En vez de un consumo desenfrenado y la búsqueda de ganancias, valorar el amor y la bondad de los demás, reconocer que todos necesitamos techo, comida, seguridad, paz, salud. Si quienes enfrentamos la pandemia hoy fuéramos capaces de aferrarnos a esas certezas más allá de la crisis actual, tal vez podríamos salir de ella armados de un dejo de sabiduría, más profundamente sintonizados con nuestra condición humana elemental. Tribulaciones que, al poner a prueba nuestra fortaleza y capacidad de resistir la adversidad, pueden terminar convirtiéndose en un aliciente para crecer y madurar. Creo que sería un desastre moral irreparable si, al dejar atrás este cataclismo, olvidásemos la noche oscura del alma y del cuerpo por la que acabamos de pasar. Una tarea básica es ponernos a generar entre todos un nuevo tipo de discurso, diferente del populismo (que todo lo promete sin plasmar formas reales de participación) o la meritocracia (que todo lo promete sin explicar por qué son tantos los que se desviven trabajando y no logran tener lo mínimo para subsistir). Si hoy proclamamos que “todos estamos juntos en esta emergencia”, cómo asegurar que tal frase no sea mañana pura retórica, cómo desplegar la “imaginación responsable” de la que habla Alain Touraine para repensar el concepto mismo de humanidad, las modalidades liberadoras y no alienantes de la globalización.

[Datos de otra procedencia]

//! Metric-to-insight classification.
//!
//! A fixed catalog of named business metrics, each mapped through a
//! [`ThresholdTable`] into a severity and a rendered message. Pure and
//! stateless: one invocation per metric per report render, no coupling
//! between metrics.

use serde::Serialize;
use thiserror::Error;

use crate::thresholds::{Ladder, Severity, ThresholdTable};

/// Every metric the insight layer knows how to judge.
///
/// Band values are percentages except `days_of_supply` (days) and
/// `avg_rating` (stars). Thresholds are inclusive on the lower end of each
/// band for the `AtLeast`/`AtMost` ladders.
pub const METRIC_CATALOG: &[ThresholdTable] = &[
    ThresholdTable {
        metric: "margin_pct",
        title: "Net margin",
        ladder: Ladder::AtLeast {
            good: 30.0,
            warn: 15.0,
        },
        good_msg: "Margin {v}% — healthy, above target.",
        warn_msg: "Margin {v}% — typical for FBA.",
        critical_msg: "Margin {v}% — low, investigate costs.",
    },
    ThresholdTable {
        metric: "conversion_pct",
        title: "Conversion",
        ladder: Ladder::AtLeast {
            good: 12.0,
            warn: 8.0,
        },
        good_msg: "Conversion {v}% — above the norm. Scale your ads.",
        warn_msg: "Conversion {v}% — in range. A+ content could lift it.",
        critical_msg: "Conversion {v}% — below the norm. Check photos and price.",
    },
    ThresholdTable {
        metric: "buy_box_pct",
        title: "Buy Box",
        ladder: Ladder::AtLeast {
            good: 95.0,
            warn: 80.0,
        },
        good_msg: "Buy Box {v}% — excellent.",
        warn_msg: "Buy Box {v}% — acceptable, some listings are losing it.",
        critical_msg: "Buy Box {v}% — critical. Check your repricer.",
    },
    ThresholdTable {
        metric: "fee_pct",
        title: "Fee burden",
        ladder: Ladder::AtMost {
            good: 30.0,
            warn: 40.0,
        },
        good_msg: "Fees {v}% of gross — in range.",
        warn_msg: "Fees {v}% of gross — somewhat high.",
        critical_msg: "Fees {v}% of gross — far too high.",
    },
    ThresholdTable {
        metric: "refund_rate_pct",
        title: "Refunds",
        ladder: Ladder::AtMost {
            good: 3.0,
            warn: 8.0,
        },
        good_msg: "Refunds {v}% — excellent.",
        warn_msg: "Refunds {v}% — moderate.",
        critical_msg: "Refunds {v}% — critical.",
    },
    ThresholdTable {
        metric: "return_rate_pct",
        title: "Return rate",
        ladder: Ladder::AtMost {
            good: 3.0,
            warn: 8.0,
        },
        good_msg: "Returns {v}% — excellent.",
        warn_msg: "Returns {v}% — acceptable.",
        critical_msg: "Returns {v}% — dangerous.",
    },
    ThresholdTable {
        metric: "days_of_supply",
        title: "Stock cover",
        ladder: Ladder::Above {
            good: 60.0,
            warn: 30.0,
        },
        good_msg: "Stock for {v} days — sufficient.",
        warn_msg: "Stock for {v} days — plan a shipment.",
        critical_msg: "Stock for {v} days — out-of-stock risk!",
    },
    ThresholdTable {
        metric: "avg_rating",
        title: "Rating health",
        ladder: Ladder::AtLeast {
            good: 4.4,
            warn: 4.0,
        },
        good_msg: "Average {v} stars — strong social proof.",
        warn_msg: "Average {v} stars — fine, but at risk of dropping below 4.0.",
        critical_msg: "Average {v} stars — critical. Hurts conversion and raises PPC cost.",
    },
    ThresholdTable {
        metric: "negative_review_pct",
        title: "Negative reviews",
        ladder: Ladder::AtMost {
            good: 10.0,
            warn: 20.0,
        },
        good_msg: "Only {v}% negative (1-2 stars). Product meets expectations.",
        warn_msg: "{v}% negative — a systemic issue. Read the 1-star texts.",
        critical_msg: "{v}% negative — critical. Fix the product or listing now.",
    },
];

/// A rendered verdict for one metric. Stateless, recomputed every render.
#[derive(Clone, Debug, PartialEq, Serialize)]
pub struct InsightVerdict {
    pub metric: &'static str,
    pub title: &'static str,
    pub severity: Severity,
    pub message: String,
}

#[derive(Debug, Error, PartialEq, Eq)]
pub enum ClassifyError {
    #[error("Unknown metric: {0}")]
    UnknownMetric(String),
}

/// Look up a metric's threshold table.
pub fn table_for(metric: &str) -> Option<&'static ThresholdTable> {
    METRIC_CATALOG.iter().find(|t| t.metric == metric)
}

/// Map one metric value to a severity and rendered message.
///
/// Total over all finite values of every cataloged metric. A name outside
/// the catalog is a typed error, never an index panic; rendering callers
/// degrade it to a skipped card.
pub fn classify(metric: &str, value: f64) -> Result<InsightVerdict, ClassifyError> {
    let table =
        table_for(metric).ok_or_else(|| ClassifyError::UnknownMetric(metric.to_string()))?;
    Ok(InsightVerdict {
        metric: table.metric,
        title: table.title,
        severity: table.severity(value),
        message: table.render(value),
    })
}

Pregunta. ¿Qué tipo de experiencias cree que podrían dar lugar a esto?
Respuesta. En todo el mundo se ha rendido homenaje a los “trabajadores esenciales”, aquellos que han estado en la “primera línea”, sea sanando y cuidando a la población, sea asegurando que haya alimentos e insumos, aquellos que hacen funcionar la sociedad. ¿A estos compañeros, que suelen ser los más maltratados de la sociedad, los vamos a devolver a la invisibilidad a la que se les había relegado en épocas de menos riesgo y azar? En cuanto a los inmigrantes, por ejemplo, ¿cómo no abrirles nuestros corazones y nuestros países cuando muchos hemos pasado por una experiencia de naufragio y extrañeza que nos acerca a lo que tantos refugiados viven a diario? ¿Cómo recibirlos, después de esta experiencia de desamparo, con murallas y represión? Estamos ante una oportunidad única para concebir otra forma de relación humana, una anticipación del paraíso. Pero no se llega a tal futuro compasivo y supuestamente utópico sin una dosis potente de pragmatismo y buen liderazgo. Es una prueba de fuego para nuestra especie.